Le gerarchie cattoliche che nei pochi decenni successivi all’editto di Costantino e senza aspettare l’editto di intolleranza di Teodosio, avevano subito imparato a impicciarsi più di politica e di affari che di cose spirituali, non ce l’avevano solo coi così detti pagani ai quali apparteneva anche Ipazia che certo non aveva mai aderito alla nuova religione dell’impero, ma ovviamente ancora prima dei pagani avevano cominciato a inscenare pogrom contro i giudei deicdi, il primo dei nemici.

Ma se dovevano tagliare gole, usavano volenterosamente le loro armi primitive con maggiore piacere contro i loro stessi correligionari che per loro sfortuna non avevano scelto la setta vincente al momento.

Questo libro della Ronchei riesce a farci passare senza stancarci fra i meandri degli Ariani che non riconoscevano la “consustanzialità” fra la natura umana e la natura divina del Cristo, giudicando di inferiore livello la sua natura umana e quindi non eterna la sua natura divina.

I Nestoriani che volevano la totale separazione fra le due nature di Cristo per la qual cosa Maria non avrebbe generato alcun figlio di dio.

I Monofisisti ai quali apparteneva appunto il nostro vescovo Cirillo che al contrario dei Nestoriani negavano la natura umana di Cristo.

E via così con dibattiti su questioni di lana caprina ,completamente campati per aria che sono però costati la vita e la persecuzione di chissà quanti disgraziati.

Per ultimo citiamo la caratteristica forse più importante e notevole di Ipazia.

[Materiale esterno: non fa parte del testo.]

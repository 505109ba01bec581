//! Content extraction with an ordered strategy chain.
//!
//! | Strategy | Input | Produces |
//! |----------|-------|----------|
//! | [`ExtractionStrategy::TextLayer`] | PDF with embedded text | per-page text, creation date |
//! | [`ExtractionStrategy::ImageVision`] | rasterized pages or scanned images | structured vision read |
//!
//! Strategies run in that order. Each attempt is tagged [`Attempt::Success`],
//! [`Attempt::Retryable`] (hand over to the next strategy) or
//! [`Attempt::Fatal`] (stop; the document cannot be ingested).

pub mod raster;
pub mod text_layer;
pub mod vision;

use std::fmt::{Display, Formatter};
use std::sync::Arc;

use serde::Serialize;
use time::Date;
use tracing::{debug, info, warn};

use crate::datetime::DateTimeResolver;
use crate::sniff::DocumentKind;
use crate::table::{ParsedTable, RateTableParser};
use crate::{IngestError, PublishedAt};

pub use raster::{PageRasterizer, PdftoppmRasterizer, RasterFuture, DEFAULT_DPI};
pub use text_layer::{parse_pdf_date, LopdfReader, TextDocument, TextLayerReader};
pub use vision::{
    OpenAiVisionReader, VisionConfig, VisionFuture, VisionRate, VisionRead, VisionReader, VisionRow,
};

/// Leading pages read from the text layer; the timestamp and the rate table
/// sit on the first two pages of this document family.
pub const DEFAULT_MAX_PAGES: usize = 2;

#[derive(Debug, Clone, Copy, PartialEq, Eq, Serialize)]
#[serde(rename_all = "snake_case")]
pub enum ExtractionStrategy {
    TextLayer,
    ImageVision,
}

impl Display for ExtractionStrategy {
    fn fmt(&self, f: &mut Formatter<'_>) -> std::fmt::Result {
        match self {
            Self::TextLayer => f.write_str("text layer"),
            Self::ImageVision => f.write_str("image vision"),
        }
    }
}

/// Tagged outcome of one strategy.
#[derive(Debug)]
pub enum Attempt<T> {
    Success(T),
    Retryable(IngestError),
    Fatal(IngestError),
}

/// Timestamp and rows of one document.
#[derive(Debug, Clone)]
pub struct ExtractedTable {
    pub published_at: PublishedAt,
    pub table: ParsedTable,
    pub strategy: ExtractionStrategy,
}

/// Vision collaborators; both are needed for the image path.
#[derive(Clone)]
pub struct VisionPath {
    pub rasterizer: Arc<dyn PageRasterizer>,
    pub reader: Arc<dyn VisionReader>,
}

/// Turns document bytes into a timestamped rate table.
#[derive(Clone)]
pub struct ContentExtractor {
    text_reader: Arc<dyn TextLayerReader>,
    vision: Option<VisionPath>,
    resolver: DateTimeResolver,
    parser: RateTableParser,
    max_pages: usize,
}

impl Default for ContentExtractor {
    fn default() -> Self {
        Self::new(Arc::new(LopdfReader))
    }
}

impl ContentExtractor {
    pub fn new(text_reader: Arc<dyn TextLayerReader>) -> Self {
        Self {
            text_reader,
            vision: None,
            resolver: DateTimeResolver::new(),
            parser: RateTableParser::new(),
            max_pages: DEFAULT_MAX_PAGES,
        }
    }

    pub fn with_vision(
        mut self,
        rasterizer: Arc<dyn PageRasterizer>,
        reader: Arc<dyn VisionReader>,
    ) -> Self {
        self.vision = Some(VisionPath { rasterizer, reader });
        self
    }

    pub fn with_max_pages(mut self, max_pages: usize) -> Self {
        self.max_pages = max_pages.max(1);
        self
    }

    /// Per-page text of the leading pages.
    pub fn extract_text(&self, bytes: &[u8]) -> Result<TextDocument, IngestError> {
        self.text_reader.read(bytes, self.max_pages)
    }

    /// Structured read of the first page that confirms the rate table.
    pub async fn extract_via_image(
        &self,
        bytes: &[u8],
        kind: DocumentKind,
    ) -> Result<VisionRead, IngestError> {
        let vision = self.vision.as_ref().ok_or_else(|| {
            IngestError::ExtractionFailed(String::from("no vision reader configured"))
        })?;

        let (pages, mime_type) = match kind {
            DocumentKind::Pdf => (vision.rasterizer.rasterize(bytes).await?, "image/png"),
            image => (vec![bytes.to_vec()], image.mime_type()),
        };

        let mut last_error = None;
        for (index, page) in pages.iter().enumerate() {
            match vision.reader.read_page(page, mime_type).await {
                Ok(read) if read.is_rate_table => {
                    info!(page = index + 1, rows = read.rows.len(), "vision read confirmed rate table");
                    return Ok(read);
                }
                Ok(_) => debug!(page = index + 1, "vision read found no rate table"),
                Err(error) => {
                    warn!(page = index + 1, %error, "vision read failed");
                    last_error = Some(error);
                }
            }
        }

        let detail = last_error.map_or_else(String::new, |error| format!("; last error: {error}"));
        Err(IngestError::ExtractionFailed(format!(
            "no page of {} confirmed a rate table{detail}",
            pages.len()
        )))
    }

    /// Runs the strategy chain over `bytes`.
    pub async fn extract(&self, bytes: &[u8]) -> Result<ExtractedTable, IngestError> {
        let kind = DocumentKind::sniff(bytes).ok_or_else(|| {
            IngestError::ExtractionFailed(String::from("payload is neither a PDF nor a PNG/JPEG image"))
        })?;

        let mut strategies = Vec::with_capacity(2);
        if kind == DocumentKind::Pdf {
            strategies.push(ExtractionStrategy::TextLayer);
        }
        if self.vision.is_some() {
            strategies.push(ExtractionStrategy::ImageVision);
        }

        let mut created_on = None;
        let mut last_error = None;
        for strategy in strategies {
            let attempt = match strategy {
                ExtractionStrategy::TextLayer => self.try_text_layer(bytes, &mut created_on),
                ExtractionStrategy::ImageVision => self.try_image_vision(bytes, kind, created_on).await,
            };
            match attempt {
                Attempt::Success(extracted) => {
                    info!(
                        %strategy,
                        published_at = %extracted.published_at,
                        rows = extracted.table.rows.len(),
                        "extracted rate table"
                    );
                    return Ok(extracted);
                }
                Attempt::Fatal(error) => {
                    warn!(%strategy, %error, "extraction failed");
                    return Err(error);
                }
                Attempt::Retryable(error) => {
                    warn!(%strategy, %error, "strategy yielded nothing usable, falling back");
                    last_error = Some(error);
                }
            }
        }

        Err(last_error.unwrap_or_else(|| {
            IngestError::ExtractionFailed(format!(
                "{} documents need a vision reader",
                kind.mime_type()
            ))
        }))
    }

    fn try_text_layer(
        &self,
        bytes: &[u8],
        created_on: &mut Option<Date>,
    ) -> Attempt<ExtractedTable> {
        let document = match self.extract_text(bytes) {
            Ok(document) => document,
            Err(error) => return Attempt::Retryable(error),
        };
        *created_on = document.created_on;
        if document.is_blank() {
            return Attempt::Retryable(IngestError::ExtractionFailed(String::from(
                "document has no text layer",
            )));
        }

        let published_at = match self.resolver.resolve_pages(&document.pages, document.created_on) {
            Ok(published_at) => published_at,
            Err(error) if error.is_fatal() => return Attempt::Fatal(error.into()),
            Err(error) => return Attempt::Retryable(error.into()),
        };
        match self.parser.parse_pages(&document.pages) {
            Ok(table) => Attempt::Success(ExtractedTable {
                published_at,
                table,
                strategy: ExtractionStrategy::TextLayer,
            }),
            Err(error) => Attempt::Retryable(error.into()),
        }
    }

    async fn try_image_vision(
        &self,
        bytes: &[u8],
        kind: DocumentKind,
        created_on: Option<Date>,
    ) -> Attempt<ExtractedTable> {
        let read = match self.extract_via_image(bytes, kind).await {
            Ok(read) => read,
            Err(error) => return Attempt::Fatal(error),
        };

        let (Some(date_text), Some(time_text)) = (read.date_text.as_deref(), read.time_text.as_deref())
        else {
            return Attempt::Fatal(IngestError::DateTimeExtraction(String::from(
                "vision read carries no date or time",
            )));
        };
        let published_at = match self.resolver.resolve_parts(date_text, time_text, created_on) {
            Ok(published_at) => published_at,
            Err(error) => return Attempt::Fatal(error.into()),
        };
        match read.table() {
            Ok(table) => Attempt::Success(ExtractedTable {
                published_at,
                table,
                strategy: ExtractionStrategy::ImageVision,
            }),
            Err(error) => Attempt::Fatal(error),
        }
    }
}

#[cfg(test)]
mod tests {
    use std::sync::Mutex;

    use time::macros::date;

    use super::*;

    struct FixedText(Result<TextDocument, String>);

    impl TextLayerReader for FixedText {
        fn read(&self, _bytes: &[u8], max_pages: usize) -> Result<TextDocument, IngestError> {
            match &self.0 {
                Ok(document) => Ok(TextDocument {
                    pages: document.pages.iter().take(max_pages).cloned().collect(),
                    created_on: document.created_on,
                }),
                Err(message) => Err(IngestError::MalformedDocument(message.clone())),
            }
        }
    }

    struct TwoPages;

    impl PageRasterizer for TwoPages {
        fn rasterize<'a>(&'a self, _pdf: &'a [u8]) -> RasterFuture<'a> {
            Box::pin(async { Ok(vec![b"page-1".to_vec(), b"page-2".to_vec()]) })
        }
    }

    struct ScriptedVision {
        reads: Vec<VisionRead>,
        seen: Mutex<Vec<(Vec<u8>, String)>>,
    }

    impl VisionReader for ScriptedVision {
        fn read_page<'a>(&'a self, image: &'a [u8], mime_type: &'a str) -> VisionFuture<'a> {
            let mut seen = self.seen.lock().expect("lock");
            let read = self.reads.get(seen.len()).cloned().unwrap_or_default();
            seen.push((image.to_vec(), mime_type.to_owned()));
            Box::pin(async move { Ok(read) })
        }
    }

    fn text(pages: &[&str], created_on: Option<Date>) -> Arc<FixedText> {
        Arc::new(FixedText(Ok(TextDocument {
            pages: pages.iter().map(|page| (*page).to_owned()).collect(),
            created_on,
        })))
    }

    fn confirmed_read() -> VisionRead {
        VisionRead {
            is_rate_table: true,
            headers: vec![String::from("TT BUY"), String::from("TT SELL")],
            date_text: Some(String::from("15-01-2024")),
            time_text: Some(String::from("10:30 AM")),
            rows: vec![VisionRow {
                currency_code: String::from("USD"),
                rates: vec![VisionRate::Number(83.5), VisionRate::Number(84.4)],
            }],
        }
    }

    fn vision(reads: Vec<VisionRead>) -> Arc<ScriptedVision> {
        Arc::new(ScriptedVision {
            reads,
            seen: Mutex::new(Vec::new()),
        })
    }

    #[tokio::test]
    async fn text_layer_wins_when_usable() {
        let extractor = ContentExtractor::new(text(
            &["Date 15-01-2024\nTime 10:30 AM", "TT BUY TT SELL\nDollar USD/INR 83.50 84.40"],
            None,
        ));

        let extracted = extractor.extract(b"%PDF-1.7").await.expect("extracted");
        assert_eq!(extracted.strategy, ExtractionStrategy::TextLayer);
        assert_eq!(extracted.published_at.to_string(), "2024-01-15 10:30");
        assert_eq!(extracted.table.rows.len(), 1);
    }

    #[tokio::test]
    async fn text_without_rows_falls_back_to_first_confirming_page() {
        let reader = vision(vec![VisionRead::default(), confirmed_read()]);
        let extractor = ContentExtractor::new(text(&["Date 15-01-2024\nTime 10:30"], None))
            .with_vision(Arc::new(TwoPages), reader.clone());

        let extracted = extractor.extract(b"%PDF-1.7").await.expect("extracted");
        assert_eq!(extracted.strategy, ExtractionStrategy::ImageVision);
        assert_eq!(extracted.table.rows[0].rates[1].as_str(), "84.40");

        let seen = reader.seen.lock().expect("lock");
        assert_eq!(seen.len(), 2);
        assert_eq!(seen[1], (b"page-2".to_vec(), String::from("image/png")));
    }

    #[tokio::test]
    async fn malformed_container_routes_to_vision() {
        let extractor = ContentExtractor::new(Arc::new(FixedText(Err(String::from("bad xref")))))
            .with_vision(Arc::new(TwoPages), vision(vec![confirmed_read()]));

        let extracted = extractor.extract(b"%PDF-1.7").await.expect("extracted");
        assert_eq!(extracted.strategy, ExtractionStrategy::ImageVision);
    }

    #[tokio::test]
    async fn ambiguous_text_date_is_fatal_without_trying_vision() {
        let reader = vision(vec![confirmed_read()]);
        let extractor = ContentExtractor::new(text(
            &["Date 03-04-2024\nTime 10:30\nTT BUY TT SELL\nDollar USD 83.50 84.40"],
            Some(date!(2024-05-01)),
        ))
        .with_vision(Arc::new(TwoPages), reader.clone());

        let error = extractor.extract(b"%PDF-1.7").await.expect_err("ambiguous");
        assert!(matches!(error, IngestError::DateTimeExtraction(_)));
        assert!(reader.seen.lock().expect("lock").is_empty());
    }

    #[tokio::test]
    async fn no_confirming_page_is_extraction_failure() {
        let extractor = ContentExtractor::new(text(&["   "], None))
            .with_vision(Arc::new(TwoPages), vision(Vec::new()));

        let error = extractor.extract(b"%PDF-1.7").await.expect_err("unconfirmed");
        assert!(matches!(error, IngestError::ExtractionFailed(_)));
    }

    #[tokio::test]
    async fn without_vision_the_text_error_surfaces() {
        let extractor = ContentExtractor::new(text(&["TT BUY TT SELL\nnothing"], None));
        let error = extractor.extract(b"%PDF-1.7").await.expect_err("no date");
        assert!(matches!(error, IngestError::DateTimeExtraction(_)));
    }

    #[tokio::test]
    async fn scanned_images_go_straight_to_vision() {
        let reader = vision(vec![confirmed_read()]);
        let extractor = ContentExtractor::new(Arc::new(FixedText(Err(String::from("unused")))))
            .with_vision(Arc::new(TwoPages), reader.clone());

        let jpeg = [0xFF, 0xD8, 0xFF, 0xE0, 0x00];
        extractor.extract(&jpeg).await.expect("extracted");
        assert_eq!(reader.seen.lock().expect("lock")[0].1, "image/jpeg");
    }

    #[tokio::test]
    async fn confirmed_table_without_valid_rows_is_no_rates_found() {
        let mut read = confirmed_read();
        read.rows[0].rates.pop();
        let extractor = ContentExtractor::new(text(&[""], None))
            .with_vision(Arc::new(TwoPages), vision(vec![read]));

        let error = extractor.extract(b"%PDF-1.7").await.expect_err("no rows");
        assert!(matches!(error, IngestError::NoRatesFound(_)));
    }
}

Era una donna al momento del passaggio fra l’ellenismo colto e tollerante anche se non proprio femminista e la nuova religione fondata da quel San Paolo che graziosamente aveva proibito alle donne di partecipare alle assemblee e aveva loro imposto di obbedire ai mariti.

Sarà un caso ma Ipazia non si è mai sposata e quando è stata assassinata era già una persona di mezza età.